Villages and communities brought up children. Those who veered from the straight path found no refuge, not in their own homes, not in their neighbourhoods. The old and the infirm could look forward to help from family and friends. And that was not a Christmas thing. It was a humaneness that was a Trini trademark.

Sadly, we have lost that. We have, most of us, descended into a kind of subterranean inhumanity. Like sewer rats, we claw at each other from sun-up the darkest hours. Really, if you question what I say, watch you neighbour, or even watch yourself in the mirror. One should wake up with a smile, basking in the bliss of having lived to see another day, looking forward to whatever comes your way. Sure, it may be a rough one ahead-at work, in business or in the fields. But you treasure the moment. Instead, what do we find? In one's own home, people hardly mumble greetings to each other. Faces are "screwed up" as if people are preparing to go to war, not to work or school or recreation.

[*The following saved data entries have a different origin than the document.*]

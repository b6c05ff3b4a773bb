//! Read-only, role-parameterized projections over the grading aggregates.
//!
//! Nothing here mutates state; the dashboards re-query rather than cache, so
//! these functions are safe to call concurrently with grading and grievance
//! transitions.

use std::collections::HashMap;

use sea_orm::{ColumnTrait, DatabaseConnection, EntityTrait, PaginatorTrait, QueryFilter, QueryOrder};
use serde::Serialize;

use crate::error::DomainError;
use crate::models::{
    answer_sheet::{self, GradingStatus, Model as SheetModel},
    department, exam,
    exam_teacher_assignment::Model as AssignmentModel,
    grievance::{self, GrievanceStatus, Model as GrievanceModel},
    subject,
    user::Role,
};

/// Answer sheets still waiting to be graded on exams the teacher is assigned
/// to — the teacher's work queue.
pub async fn pending_papers_for(
    db: &DatabaseConnection,
    teacher_id: i64,
) -> Result<Vec<SheetModel>, DomainError> {
    let assignments = AssignmentModel::find_for_teacher(db, teacher_id).await?;
    if assignments.is_empty() {
        return Ok(vec![]);
    }

    let exam_ids: Vec<i64> = assignments.iter().map(|a| a.exam_id).collect();

    Ok(answer_sheet::Entity::find()
        .filter(answer_sheet::Column::ExamId.is_in(exam_ids))
        .filter(answer_sheet::Column::GradingStatus.eq(GradingStatus::Pending))
        .order_by_asc(answer_sheet::Column::UploadDate)
        .all(db)
        .await?)
}

/// Grievances visible to a user, filtered by role:
/// students see their own, teachers see those on exams they are assigned to,
/// admins see everything. Newest first.
pub async fn grievances_for(
    db: &DatabaseConnection,
    user_id: i64,
    role: Role,
) -> Result<Vec<GrievanceModel>, DomainError> {
    let base = grievance::Entity::find().order_by_desc(grievance::Column::SubmissionDate);

    match role {
        Role::Student => Ok(base
            .filter(grievance::Column::StudentId.eq(user_id))
            .all(db)
            .await?),
        Role::Teacher => {
            let assignments = AssignmentModel::find_for_teacher(db, user_id).await?;
            if assignments.is_empty() {
                return Ok(vec![]);
            }
            let exam_ids: Vec<i64> = assignments.iter().map(|a| a.exam_id).collect();

            let sheets = answer_sheet::Entity::find()
                .filter(answer_sheet::Column::ExamId.is_in(exam_ids))
                .all(db)
                .await?;
            if sheets.is_empty() {
                return Ok(vec![]);
            }
            let sheet_ids: Vec<i64> = sheets.iter().map(|s| s.id).collect();

            Ok(base
                .filter(grievance::Column::AnswerSheetId.is_in(sheet_ids))
                .all(db)
                .await?)
        }
        Role::Admin => Ok(base.all(db).await?),
    }
}

/// Sheet volume per department, derived through the exam → subject →
/// department chain. Departments with no sheets are included with a zero
/// count so overview tables stay complete.
#[derive(Debug, Clone, Serialize)]
pub struct DepartmentSheetCount {
    pub department_id: i64,
    pub department: String,
    pub sheets: u64,
}

pub async fn department_breakdown(
    db: &DatabaseConnection,
) -> Result<Vec<DepartmentSheetCount>, DomainError> {
    let departments = department::Entity::find()
        .order_by_asc(department::Column::Name)
        .all(db)
        .await?;
    let subjects = subject::Entity::find().all(db).await?;
    let exams = exam::Entity::find().all(db).await?;
    let sheets = answer_sheet::Entity::find().all(db).await?;

    let subject_dept: HashMap<i64, i64> =
        subjects.iter().map(|s| (s.id, s.department_id)).collect();
    let exam_subject: HashMap<i64, i64> = exams.iter().map(|e| (e.id, e.subject_id)).collect();

    let mut counts: HashMap<i64, u64> = HashMap::new();
    for sheet in &sheets {
        let dept = exam_subject
            .get(&sheet.exam_id)
            .and_then(|subject_id| subject_dept.get(subject_id));
        if let Some(&dept_id) = dept {
            *counts.entry(dept_id).or_insert(0) += 1;
        }
    }

    Ok(departments
        .into_iter()
        .map(|d| DepartmentSheetCount {
            sheets: counts.get(&d.id).copied().unwrap_or(0),
            department_id: d.id,
            department: d.name,
        })
        .collect())
}

/// Aggregate totals for the admin landing page.
#[derive(Debug, Clone, Serialize)]
pub struct OverviewCounts {
    pub exams: u64,
    pub answer_sheets: u64,
    pub pending_sheets: u64,
    pub grievances_pending: u64,
    pub grievances_under_review: u64,
    pub grievances_resolved: u64,
    pub grievances_rejected: u64,
}

pub async fn overview_counts(db: &DatabaseConnection) -> Result<OverviewCounts, DomainError> {
    let grievance_count = |status: GrievanceStatus| {
        grievance::Entity::find()
            .filter(grievance::Column::Status.eq(status))
            .count(db)
    };

    Ok(OverviewCounts {
        exams: exam::Entity::find().count(db).await?,
        answer_sheets: answer_sheet::Entity::find().count(db).await?,
        pending_sheets: answer_sheet::Entity::find()
            .filter(answer_sheet::Column::GradingStatus.eq(GradingStatus::Pending))
            .count(db)
            .await?,
        grievances_pending: grievance_count(GrievanceStatus::Pending).await?,
        grievances_under_review: grievance_count(GrievanceStatus::UnderReview).await?,
        grievances_resolved: grievance_count(GrievanceStatus::Resolved).await?,
        grievances_rejected: grievance_count(GrievanceStatus::Rejected).await?,
    })
}
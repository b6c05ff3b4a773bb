use std::collections::{BTreeMap, BTreeSet};

use api::routes::routes;
use axum::{
    Router,
    body::Body,
    http::{Request, header},
};
use chrono::Utc;
use db::models::answer_sheet::Model as SheetModel;
use db::models::department::Model as DepartmentModel;
use db::models::exam::Model as ExamModel;
use db::models::exam_teacher_assignment::Model as AssignmentModel;
use db::models::subject::Model as SubjectModel;
use db::models::user::{Model as UserModel, Role};
use sea_orm::DatabaseConnection;
use util::{config::AppConfig, state::AppState};

/// Points the global config at harmless test values before anything reads it.
/// Safe to call from every test; later calls just overwrite the same fields.
pub fn init_test_config() {
    unsafe {
        std::env::set_var("DATABASE_PATH", "data/test.db");
        std::env::set_var("SHEET_STORAGE_ROOT", "data/sheets");
        std::env::set_var("JWT_SECRET", "test-secret-key");
    }
    AppConfig::set_jwt_secret("test-secret-key");
    AppConfig::set_jwt_duration_minutes(60);
}

pub fn make_app(db: DatabaseConnection) -> Router {
    Router::new().nest("/api", routes(AppState::new(db)))
}

/// Standard world for route tests: one department/subject/exam, a teacher
/// assigned to questions 1-3 (10 marks each), and one pending sheet.
pub struct TestData {
    pub admin: UserModel,
    pub teacher: UserModel,
    pub other_teacher: UserModel,
    pub student: UserModel,
    pub other_student: UserModel,
    pub department: DepartmentModel,
    pub subject: SubjectModel,
    pub exam: ExamModel,
    pub sheet: SheetModel,
}

pub async fn setup_test_data(db: &DatabaseConnection) -> TestData {
    let department = DepartmentModel::create(db, "Computer Science", "CS")
        .await
        .unwrap();

    let admin = UserModel::create(db, "admin1", "admin1@test.com", "password", Role::Admin, None)
        .await
        .unwrap();
    let teacher = UserModel::create(
        db,
        "teacher1",
        "teacher1@test.com",
        "password",
        Role::Teacher,
        Some(department.id),
    )
    .await
    .unwrap();
    let other_teacher = UserModel::create(
        db,
        "teacher2",
        "teacher2@test.com",
        "password",
        Role::Teacher,
        Some(department.id),
    )
    .await
    .unwrap();
    let student = UserModel::create(
        db,
        "student1",
        "student1@test.com",
        "password",
        Role::Student,
        Some(department.id),
    )
    .await
    .unwrap();
    let other_student = UserModel::create(
        db,
        "student2",
        "student2@test.com",
        "password",
        Role::Student,
        Some(department.id),
    )
    .await
    .unwrap();

    let subject = SubjectModel::create(db, department.id, "Data Structures", "CS201", "S1")
        .await
        .unwrap();
    let exam = ExamModel::create(db, subject.id, "Midsem 2026", Utc::now(), 120, 30, admin.id)
        .await
        .unwrap();

    AssignmentModel::assign(
        db,
        exam.id,
        teacher.id,
        &BTreeSet::from([1, 2, 3]),
        &BTreeMap::from([(1, 10), (2, 10), (3, 10)]),
    )
    .await
    .unwrap();

    let sheet = SheetModel::upload(
        db,
        exam.id,
        student.id,
        "exam_1/sheet_1/answer.pdf",
        exam.total_marks,
    )
    .await
    .unwrap();

    TestData {
        admin,
        teacher,
        other_teacher,
        student,
        other_student,
        department,
        subject,
        exam,
        sheet,
    }
}

/// Builds a GET request with a Bearer token.
pub fn authed_get(uri: &str, token: &str) -> Request<Body> {
    Request::builder()
        .uri(uri)
        .header(header::AUTHORIZATION, format!("Bearer {token}"))
        .body(Body::empty())
        .unwrap()
}

/// Builds a JSON request with a Bearer token.
pub fn authed_json(
    method: &str,
    uri: &str,
    token: &str,
    body: serde_json::Value,
) -> Request<Body> {
    Request::builder()
        .method(method)
        .uri(uri)
        .header(header::AUTHORIZATION, format!("Bearer {token}"))
        .header(header::CONTENT_TYPE, "application/json")
        .body(Body::from(body.to_string()))
        .unwrap()
}

pub async fn response_json(response: axum::response::Response) -> serde_json::Value {
    let body = axum::body::to_bytes(response.into_body(), usize::MAX)
        .await
        .unwrap();
    serde_json::from_slice(&body).unwrap()
}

The attitude spills over to the roads and highways, clogged as they are with that universal symbol of "progress", motor vehicles. Traffic, bumper to bumper. People stressed out before they get to their jobs. Then the sewer rats start their cannibalistic forays. Man (and woman!) speeding on the shoulders of highways. On main roads, hasty motorists overtaking lines of traffic-only to cut in front of you, you who have patiently stayed in line. You look at him (or her) as if to protest, only to be verbally abused in the worst manner.

The country chugs along, day after day, unmindful of the fact that in a relative way, we are blessed, as my religious brethren would say. Is it any wonder the young and mindless turn to lives of crime? If we adults could behave like beasts-from-below, what do we expect from the young? We nurture them on materialism and animalism, so primitivism becomes their way of life.

Why, therefore, are we surprised that more than 500 mostly young people have been murdered this year? Or that thousands have been robbed or otherwise violated. Women are raped, but they do not even make reports to the police, since they know justice and Jah's face they will never see.

The tragedy of our society is not that there is poverty in the midst of plenty, that we lack basic amenities, that our leaders are not worthy of respect they demand. Our failing is in the values we have lost. Life is worth nothing today. Nowadays parents and community leaders encourage the young to murder, to rape, to kidnap and abuse others. If I were religious, I'd swear that Satan has taken control of my country. But I am not.

What I do know is there are more beasts in human form among us than we care to admit. And if we look into the mirror, we may well see sewer rats snarling at us. Check yourself before you point fingers at others.